I looked down at little Dennis Junior who was sleeping
peacefully and quietly chunnering about how hard it was to accurately
catalogue the output of all the channels aimed at children because (a)
there were so many of them, (b) their programmes were so repetitive that
it was difficult to distinguish between them, (c) he was regularly
interrupted owing to his presently poor bowel control and (d) he couldn’t
write yet. Could it really be a whole year since I stood in that hospital
and was handed a rather mucky object and told I had become a parent?
"Oooh – is that a baby?" asked a passing woman.
"Yes" I replied.
"Oooh – I love babies. Can I look at the beautiful
little thing?" she cooed.
"Yes" I repeated.
"Aren’t you the most lovely little creature?" she
simpered as I handed little Dennis Junior over to her care.
"Yes you are – yes you are" she prattled as she got a
firm grip. "Yes you… urgh. Um… oh… right… here you are" and she all but
tossed him back to me.
"Is there a problem, madam?" I asked.
"I… need… a… drink…" she stammered.
I didn’t take offence when she insulted my child. Nor
did I take offence when she downed four large whiskeys in an effort to,
and I’m quoting, ‘get over the shock’. But I did consider it the height of
bad manners when she returned half an hour later with a priest and enough
salt to draw what she called a ‘protection circle’ around my son and I.
People can be so rude, especially when they are maggot-ridden peasants
like her.
"What’s that you’re holding?" asked Ian Devine upon his
return from the facilities (he’d decided not to visit Mr Wetfinger as the
rolling news channel suggested a heavy police presence in the area and he
wasn’t entirely convinced that proof of innocence would be enough to keep
him out of gaol). "Is it a pie? Have you snuck out to buy me an extra big
pie in luxury cotton-wool mix wrapping? It is isn’t it? It’s a luxury pie
for your very closest colleague."
"It is my son."
"Oh Dennis Brent – you are too kind. But when did you
take holy orders?"
"I mean that the object I’m holding is my son – little
Dennis Junior."
"Oh" he said, deflating in all but size.
"Nurse Simian dropped him off on the way to a tarot
card reading and I’ve got to look after him."

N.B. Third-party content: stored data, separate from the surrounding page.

//! Profile persistence with a checksummed binary format.
//!
//! The core never calls save/load itself; the host invokes the adapter at
//! times of its choosing and passes the whole profile in and out. A failed
//! save leaves the in-memory profile untouched (the adapter only ever
//! borrows it), so the host can retry.

use crate::constants::SAVE_VERSION_MAGIC;
use crate::profile::PlayerProfile;
use directories::ProjectDirs;
use sha2::{Digest, Sha256};
use std::fs;
use std::io::{self, Read, Write};
use std::path::PathBuf;

/// Opaque load/save pair the host drives around batches of core mutations.
pub trait PersistenceAdapter {
    /// Persists the full profile state.
    fn save(&self, profile: &PlayerProfile) -> io::Result<()>;

    /// Loads the persisted profile, or `None` if nothing has been saved yet.
    fn load(&self) -> io::Result<Option<PlayerProfile>>;
}

/// File-backed adapter storing the profile in the platform config directory.
///
/// File format:
/// - Version magic (8 bytes)
/// - Data length (4 bytes)
/// - Serialized profile (variable length)
/// - SHA256 checksum (32 bytes)
pub struct SaveManager {
    save_path: PathBuf,
}

impl SaveManager {
    pub fn new() -> io::Result<Self> {
        let project_dirs = ProjectDirs::from("", "", "questline").ok_or_else(|| {
            io::Error::new(
                io::ErrorKind::NotFound,
                "Could not determine config directory",
            )
        })?;

        let config_dir = project_dirs.config_dir();
        fs::create_dir_all(config_dir)?;

        Ok(Self {
            save_path: config_dir.join("profile.dat"),
        })
    }

    /// Creates a manager writing to an explicit path (useful for hosts that
    /// manage multiple profiles, and for tests).
    pub fn with_path(save_path: PathBuf) -> Self {
        Self { save_path }
    }

    pub fn save_exists(&self) -> bool {
        self.save_path.exists()
    }

    /// Creates a SaveManager with a unique temporary path.
    #[cfg(test)]
    fn new_for_test() -> io::Result<Self> {
        use std::sync::atomic::{AtomicU64, Ordering};
        static TEST_COUNTER: AtomicU64 = AtomicU64::new(0);

        let test_id = TEST_COUNTER.fetch_add(1, Ordering::SeqCst);
        let temp_dir = std::env::temp_dir().join(format!("questline-test-{}", test_id));
        fs::create_dir_all(&temp_dir)?;

        Ok(Self {
            save_path: temp_dir.join("profile.dat"),
        })
    }
}

impl PersistenceAdapter for SaveManager {
    fn save(&self, profile: &PlayerProfile) -> io::Result<()> {
        let data = bincode::serialize(profile)
            .map_err(|e| io::Error::new(io::ErrorKind::InvalidData, e))?;
        let data_len = data.len() as u32;

        // Checksum covers version + length + data
        let mut hasher = Sha256::new();
        hasher.update(SAVE_VERSION_MAGIC.to_le_bytes());
        hasher.update(data_len.to_le_bytes());
        hasher.update(&data);
        let checksum = hasher.finalize();

        let mut file = fs::File::create(&self.save_path)?;
        file.write_all(&SAVE_VERSION_MAGIC.to_le_bytes())?;
        file.write_all(&data_len.to_le_bytes())?;
        file.write_all(&data)?;
        file.write_all(&checksum)?;

        Ok(())
    }

    fn load(&self) -> io::Result<Option<PlayerProfile>> {
        let mut file = match fs::File::open(&self.save_path) {
            Ok(file) => file,
            Err(e) if e.kind() == io::ErrorKind::NotFound => return Ok(None),
            Err(e) => return Err(e),
        };

        let mut version_bytes = [0u8; 8];
        file.read_exact(&mut version_bytes)?;
        let version = u64::from_le_bytes(version_bytes);
        if version != SAVE_VERSION_MAGIC {
            return Err(io::Error::new(
                io::ErrorKind::InvalidData,
                format!(
                    "Invalid save version: expected 0x{:016X}, got 0x{:016X}",
                    SAVE_VERSION_MAGIC, version
                ),
            ));
        }

        let mut length_bytes = [0u8; 4];
        file.read_exact(&mut length_bytes)?;
        let data_len = u32::from_le_bytes(length_bytes);

        let mut data = vec![0u8; data_len as usize];
        file.read_exact(&mut data)?;

        let mut stored_checksum = [0u8; 32];
        file.read_exact(&mut stored_checksum)?;

        let mut hasher = Sha256::new();
        hasher.update(version_bytes);
        hasher.update(length_bytes);
        hasher.update(&data);
        let computed_checksum = hasher.finalize();

        if stored_checksum != computed_checksum.as_slice() {
            return Err(io::Error::new(
                io::ErrorKind::InvalidData,
                "Checksum verification failed",
            ));
        }

        let profile = bincode::deserialize::<PlayerProfile>(&data)
            .map_err(|e| io::Error::new(io::ErrorKind::InvalidData, e))?;
        Ok(Some(profile))
    }
}

#[cfg(test)]
mod tests {
    use super::*;
    use crate::character::CharacterClass;
    use crate::wallet::Currency;
    use chrono::NaiveDate;

    fn sample_profile() -> PlayerProfile {
        let mut profile = PlayerProfile::new();
        profile.select_character(CharacterClass::Warrior);
        profile.add_experience(250, NaiveDate::from_ymd_opt(2024, 3, 1).unwrap());
        profile.wallet.add(Currency::SkillPoints, 12);
        profile.add_partner("slime".to_string());
        profile
    }

    #[test]
    fn test_save_and_load_round_trip() {
        let manager = SaveManager::new_for_test().unwrap();
        let original = sample_profile();

        manager.save(&original).unwrap();
        assert!(manager.save_exists());

        let loaded = manager.load().unwrap().expect("profile should exist");
        assert_eq!(loaded, original);
    }

    #[test]
    fn test_load_absent_returns_none() {
        let manager = SaveManager::new_for_test().unwrap();
        assert!(!manager.save_exists());
        assert!(manager.load().unwrap().is_none());
    }

    #[test]
    fn test_save_overwrites_existing() {
        let manager = SaveManager::new_for_test().unwrap();
        manager.save(&sample_profile()).unwrap();

        let mut second = PlayerProfile::new();
        second.wallet.add(Currency::PartnerTickets, 99);
        manager.save(&second).unwrap();

        let loaded = manager.load().unwrap().unwrap();
        assert_eq!(loaded.wallet.balance(Currency::PartnerTickets), 99);
    }

    #[test]
    fn test_load_corrupted_file_fails() {
        let manager = SaveManager::new_for_test().unwrap();
        fs::write(&manager.save_path, b"random garbage that is not a save").unwrap();

        let result = manager.load();
        assert!(result.is_err());
        assert_eq!(result.unwrap_err().kind(), io::ErrorKind::InvalidData);
    }

    #[test]
    fn test_load_truncated_file_fails() {
        let manager = SaveManager::new_for_test().unwrap();
        fs::write(&manager.save_path, SAVE_VERSION_MAGIC.to_le_bytes()).unwrap();
        assert!(manager.load().is_err());
    }

    #[test]
    fn test_load_wrong_version_magic_fails() {
        let manager = SaveManager::new_for_test().unwrap();
        let mut data = Vec::new();
        data.extend_from_slice(&0xDEADBEEFu64.to_le_bytes());
        data.extend_from_slice(&[0u8; 64]);
        fs::write(&manager.save_path, &data).unwrap();

        let err = manager.load().unwrap_err();
        assert_eq!(err.kind(), io::ErrorKind::InvalidData);
        assert!(err.to_string().contains("version"));
    }

    #[test]
    fn test_load_bad_checksum_fails() {
        let manager = SaveManager::new_for_test().unwrap();
        manager.save(&sample_profile()).unwrap();

        let mut data = fs::read(&manager.save_path).unwrap();
        let len = data.len();
        data[len - 1] ^= 0xFF;
        data[len - 2] ^= 0xFF;
        fs::write(&manager.save_path, &data).unwrap();

        let err = manager.load().unwrap_err();
        assert_eq!(err.kind(), io::ErrorKind::InvalidData);
        assert!(err.to_string().contains("Checksum"));
    }

    #[test]
    fn test_load_corrupted_payload_fails_checksum() {
        let manager = SaveManager::new_for_test().unwrap();
        manager.save(&sample_profile()).unwrap();

        let mut data = fs::read(&manager.save_path).unwrap();
        // Flip bytes inside the payload (after the 12-byte header)
        data[14] ^= 0xFF;
        data[15] ^= 0xFF;
        fs::write(&manager.save_path, &data).unwrap();

        assert_eq!(
            manager.load().unwrap_err().kind(),
            io::ErrorKind::InvalidData
        );
    }
}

"It looks rather easy" he said. "All it does is sleep
and chunner. Did I just hear the word ‘Nickelodeon’?"
"You did."
"He’s very advanced for his age."
"He is."
"Is that Uncle Ian Devine?" came a voice from the
bundle of swaddling clothes.
"Yes, Dennis Brent Junior, it is I - Uncle Ian Devine."
"I was extremely disappointed to read that you had been
taken in by an obviously false "Peter Davison" hoax. And to drag my
father’s name in to it was reprehensible."
"You read fascinating telehistorical forums?" gasped
Ian Devine.
"Only when I have nothing better to do. I find most of
them so terribly childish and then when I try to explain this to mother
she laughs and says something about it being ‘terribly ironic’. I think
she drinks heavily. It is literally the only explanation."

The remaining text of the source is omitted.